My first son was born in 2004. Two weeks overdue, he came into this world round and delicious and happy. A champion sleeper. A champion eater, once I gave up breast feeding (Motherlucker story here…) He turned one on April 3rd, 2005 and welcomed his baby brother the very next day. (Yup. Another Motherlucker moment) He hit every milestone.

At two I noticed that certain sounds really annoyed him. The whir of lawn mowers made him cover his ears. Planes flying overhead made him run inside the house.  You can guess my worry. I had read and seen too much to not wonder if these sensitivities were an indicator of Autism. I called my pediatrician. She didn’t tell me I was silly. She went through a checklist. Was he talking? Was he able to look people in the eye? Was he social? Yes. Yes. YES! She assured me that he was fine. All was right in my world.

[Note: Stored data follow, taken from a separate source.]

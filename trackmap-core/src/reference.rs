// Static reference tables shared read-only by every pipeline worker

use crate::error::ReferenceError;
use serde::de::DeserializeOwned;
use serde::{Deserialize, Serialize};
use std::collections::{BTreeMap, HashMap};
use std::fs;
use std::path::Path;
use tracing::{debug, info};

pub const ENTITY_MAP_FILE: &str = "entity_map.json";
pub const CATEGORIES_FILE: &str = "categories.json";
pub const POLICIES_FILE: &str = "policies.json";
pub const ABUSE_SCORES_FILE: &str = "abuse_scores.json";
pub const SURROGATES_FILE: &str = "surrogates.json";
pub const BREAKING_FILE: &str = "breaking.json";
pub const PERFORMANCE_FILE: &str = "performance.json";

#[derive(Debug, Clone, PartialEq, Serialize, Deserialize)]
#[serde(rename_all = "camelCase")]
pub struct Entity {
    pub name: String,
    #[serde(default, skip_serializing_if = "Option::is_none")]
    pub display_name: Option<String>,
}

impl Entity {
    pub fn new(name: &str) -> Self {
        Self {
            name: name.to_string(),
            display_name: None,
        }
    }

    pub fn display_name(&self) -> &str {
        self.display_name.as_deref().unwrap_or(&self.name)
    }
}

#[derive(Debug, Clone, PartialEq, Serialize, Deserialize)]
#[serde(rename_all = "camelCase")]
pub struct PolicyEntry {
    pub privacy_policy: String,
}

#[derive(Debug, Clone, PartialEq, Serialize, Deserialize)]
#[serde(rename_all = "camelCase")]
pub struct SurrogateEntry {
    pub regex_rule: String,
    pub surrogate: String,
}

#[derive(Debug, Clone, Default)]
pub struct ReferenceData {
    /// domain -> owning entity
    pub entity_map: HashMap<String, Entity>,
    /// domain -> category tag -> flag
    pub categories: HashMap<String, BTreeMap<String, serde_json::Value>>,
    /// domain or entity name -> policy
    pub policies: HashMap<String, PolicyEntry>,
    /// API name -> abuse weight. Unlisted APIs weigh 1.
    pub abuse_scores: HashMap<String, f64>,
    pub surrogates: HashMap<String, Vec<SurrogateEntry>>,
    /// list type -> domain -> entries
    pub breaking: BTreeMap<String, HashMap<String, Vec<serde_json::Value>>>,
    pub performance: HashMap<String, serde_json::Value>,
}

impl ReferenceData {
    /// Load every table from `dir`. The entity map is required; the other
    /// tables default to empty when their file is absent. Any file that is
    /// present but unreadable aborts the load.
    pub fn load(dir: &Path) -> Result<Self, ReferenceError> {
        let entity_path = dir.join(ENTITY_MAP_FILE);
        if !entity_path.exists() {
            return Err(ReferenceError::Missing(entity_path));
        }

        let data = ReferenceData {
            entity_map: load_table(&entity_path)?,
            categories: load_optional(&dir.join(CATEGORIES_FILE))?,
            policies: load_optional(&dir.join(POLICIES_FILE))?,
            abuse_scores: load_optional(&dir.join(ABUSE_SCORES_FILE))?,
            surrogates: load_optional(&dir.join(SURROGATES_FILE))?,
            breaking: load_optional(&dir.join(BREAKING_FILE))?,
            performance: load_optional(&dir.join(PERFORMANCE_FILE))?,
        };

        info!(
            "Loaded reference data: {} entity domains, {} category domains, {} abuse scores",
            data.entity_map.len(),
            data.categories.len(),
            data.abuse_scores.len()
        );
        Ok(data)
    }

    /// Weight of a fingerprinting API.
    pub fn abuse_score(&self, api: &str) -> f64 {
        self.abuse_scores.get(api).copied().unwrap_or(1.0)
    }
}

fn load_table<T: DeserializeOwned>(path: &Path) -> Result<T, ReferenceError> {
    debug!("Reading reference table {}", path.display());
    let content = fs::read_to_string(path).map_err(|e| ReferenceError::Read {
        path: path.to_path_buf(),
        source: e,
    })?;
    serde_json::from_str(&content).map_err(|e| ReferenceError::Parse {
        path: path.to_path_buf(),
        source: e,
    })
}

fn load_optional<T: DeserializeOwned + Default>(path: &Path) -> Result<T, ReferenceError> {
    if path.exists() {
        load_table(path)
    } else {
        debug!("Reference table {} not present", path.display());
        Ok(T::default())
    }
}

The summer Sebastian was five, we went out to Long Island. We swam. Made s’mores. My boys started summer camp. Camp had a uniform: T-shirt and shorts. Easy, right? Nope. Sebastian would not wear shorts. The very idea of not wearing pants seemed absurd to him. I tried every brand, every fabric. Nothing worked. No matter the weather, Sebastian wore sweatpants. I decided if he was ok with Bikram-like levels of sweat at day camp, so was I.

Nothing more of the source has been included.